WHAT TO PRODUCE: In the entries below, find each line with the string "bool" and copy it.

Collected data entries:
......

use async_trait::async_trait;
use sha2::{Digest, Sha256};

use crate::action::ActionKind;
use crate::error::{RegistryError, RegistryResult};

/// What the caller presented alongside an action.
#[derive(Clone, Debug, PartialEq, Eq)]
pub enum Credentials {
    Password(String),
    Anonymous,
}

impl Credentials {
    pub fn from_option(password: Option<String>) -> Self {
        match password {
            Some(p) if !p.is_empty() => Self::Password(p),
            _ => Self::Anonymous,
        }
    }
}

/// Decides whether a caller may run an action.
#[async_trait]
pub trait AuthGate: Send + Sync {
    async fn authorize(&self, credentials: &Credentials, action: ActionKind) -> RegistryResult<()>;
}

/// Shared-secret gate: privileged actions need the admin password.
///
/// Only the SHA-256 digest of the password is held. Unprivileged actions
/// pass regardless of credentials.
#[derive(Clone)]
pub struct SharedSecretAuth {
    digest: [u8; 32],
}

impl SharedSecretAuth {
    pub fn from_password(password: &str) -> Self {
        Self {
            digest: sha256(password),
        }
    }

    /// Build from a hex-encoded SHA-256 digest.
    pub fn from_sha256_hex(hex_digest: &str) -> Result<Self, hex::FromHexError> {
        let mut digest = [0u8; 32];
        hex::decode_to_slice(hex_digest.trim(), &mut digest)?;
        Ok(Self { digest })
    }

    pub fn digest_hex(&self) -> String {
        hex::encode(self.digest)
    }

    fn accepts(&self, password: &str) -> bool {
        constant_time_eq(&sha256(password), &self.digest)
    }
}

impl std::fmt::Debug for SharedSecretAuth {
    fn fmt(&self, f: &mut std::fmt::Formatter<'_>) -> std::fmt::Result {
        f.debug_struct("SharedSecretAuth").finish_non_exhaustive()
    }
}

#[async_trait]
impl AuthGate for SharedSecretAuth {
    async fn authorize(&self, credentials: &Credentials, action: ActionKind) -> RegistryResult<()> {
        if !action.is_privileged() {
            return Ok(());
        }
        match credentials {
            Credentials::Password(p) if self.accepts(p) => Ok(()),
            _ => {
                tracing::warn!(action = %action, "rejected privileged action");
                Err(RegistryError::Unauthorized)
            }
        }
    }
}

/// Hex SHA-256 of `password`, the form stored in configuration.
pub fn hash_password(password: &str) -> String {
    hex::encode(sha256(password))
}

fn sha256(input: &str) -> [u8; 32] {
    let mut out = [0u8; 32];
    out.copy_from_slice(&Sha256::digest(input.as_bytes()));
    out
}

fn constant_time_eq(a: &[u8; 32], b: &[u8; 32]) -> bool {
    a.iter().zip(b.iter()).fold(0u8, |acc, (x, y)| acc | (x ^ y)) == 0
}

#[cfg(test)]
mod tests {
    use super::*;

    // SHA-256 of "admin123".
    const ADMIN123: &str = "240be518fabd2724ddb6f04eeb1da5967448d7e831c08c8fa822809f74c720a9";

    #[test]
    fn hash_password_matches_known_digest() {
        assert_eq!(hash_password("admin123"), ADMIN123);
    }

    #[test]
    fn credentials_from_option() {
        assert_eq!(Credentials::from_option(None), Credentials::Anonymous);
        assert_eq!(Credentials::from_option(Some(String::new())), Credentials::Anonymous);
        assert_eq!(
            Credentials::from_option(Some("pw".into())),
            Credentials::Password("pw".into())
        );
    }

    #[test]
    fn hex_digest_round_trip() {
        let auth = SharedSecretAuth::from_sha256_hex(ADMIN123).unwrap();
        assert_eq!(auth.digest_hex(), ADMIN123);
        assert!(SharedSecretAuth::from_sha256_hex("zz").is_err());
    }

    #[tokio::test]
    async fn privileged_action_needs_password() {
        let auth = SharedSecretAuth::from_sha256_hex(ADMIN123).unwrap();
        assert!(auth
            .authorize(&Credentials::Password("admin123".into()), ActionKind::Approve)
            .await
            .is_ok());
        assert!(matches!(
            auth.authorize(&Credentials::Password("wrong".into()), ActionKind::Approve)
                .await,
            Err(RegistryError::Unauthorized)
        ));
        assert!(matches!(
            auth.authorize(&Credentials::Anonymous, ActionKind::FlushAll).await,
            Err(RegistryError::Unauthorized)
        ));
    }

    #[tokio::test]
    async fn suggest_is_open() {
        let auth = SharedSecretAuth::from_password("secret");
        assert!(auth
            .authorize(&Credentials::Anonymous, ActionKind::Suggest)
            .await
            .is_ok());
    }

    #[test]
    fn debug_hides_digest() {
        let auth = SharedSecretAuth::from_password("secret");
        assert!(!format!("{auth:?}").contains(&auth.digest_hex()));
    }
}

......

RESPONSE FOR THIS EXERCISE:
    fn accepts(&self, password: &str) -> bool {
fn constant_time_eq(a: &[u8; 32], b: &[u8; 32]) -> bool {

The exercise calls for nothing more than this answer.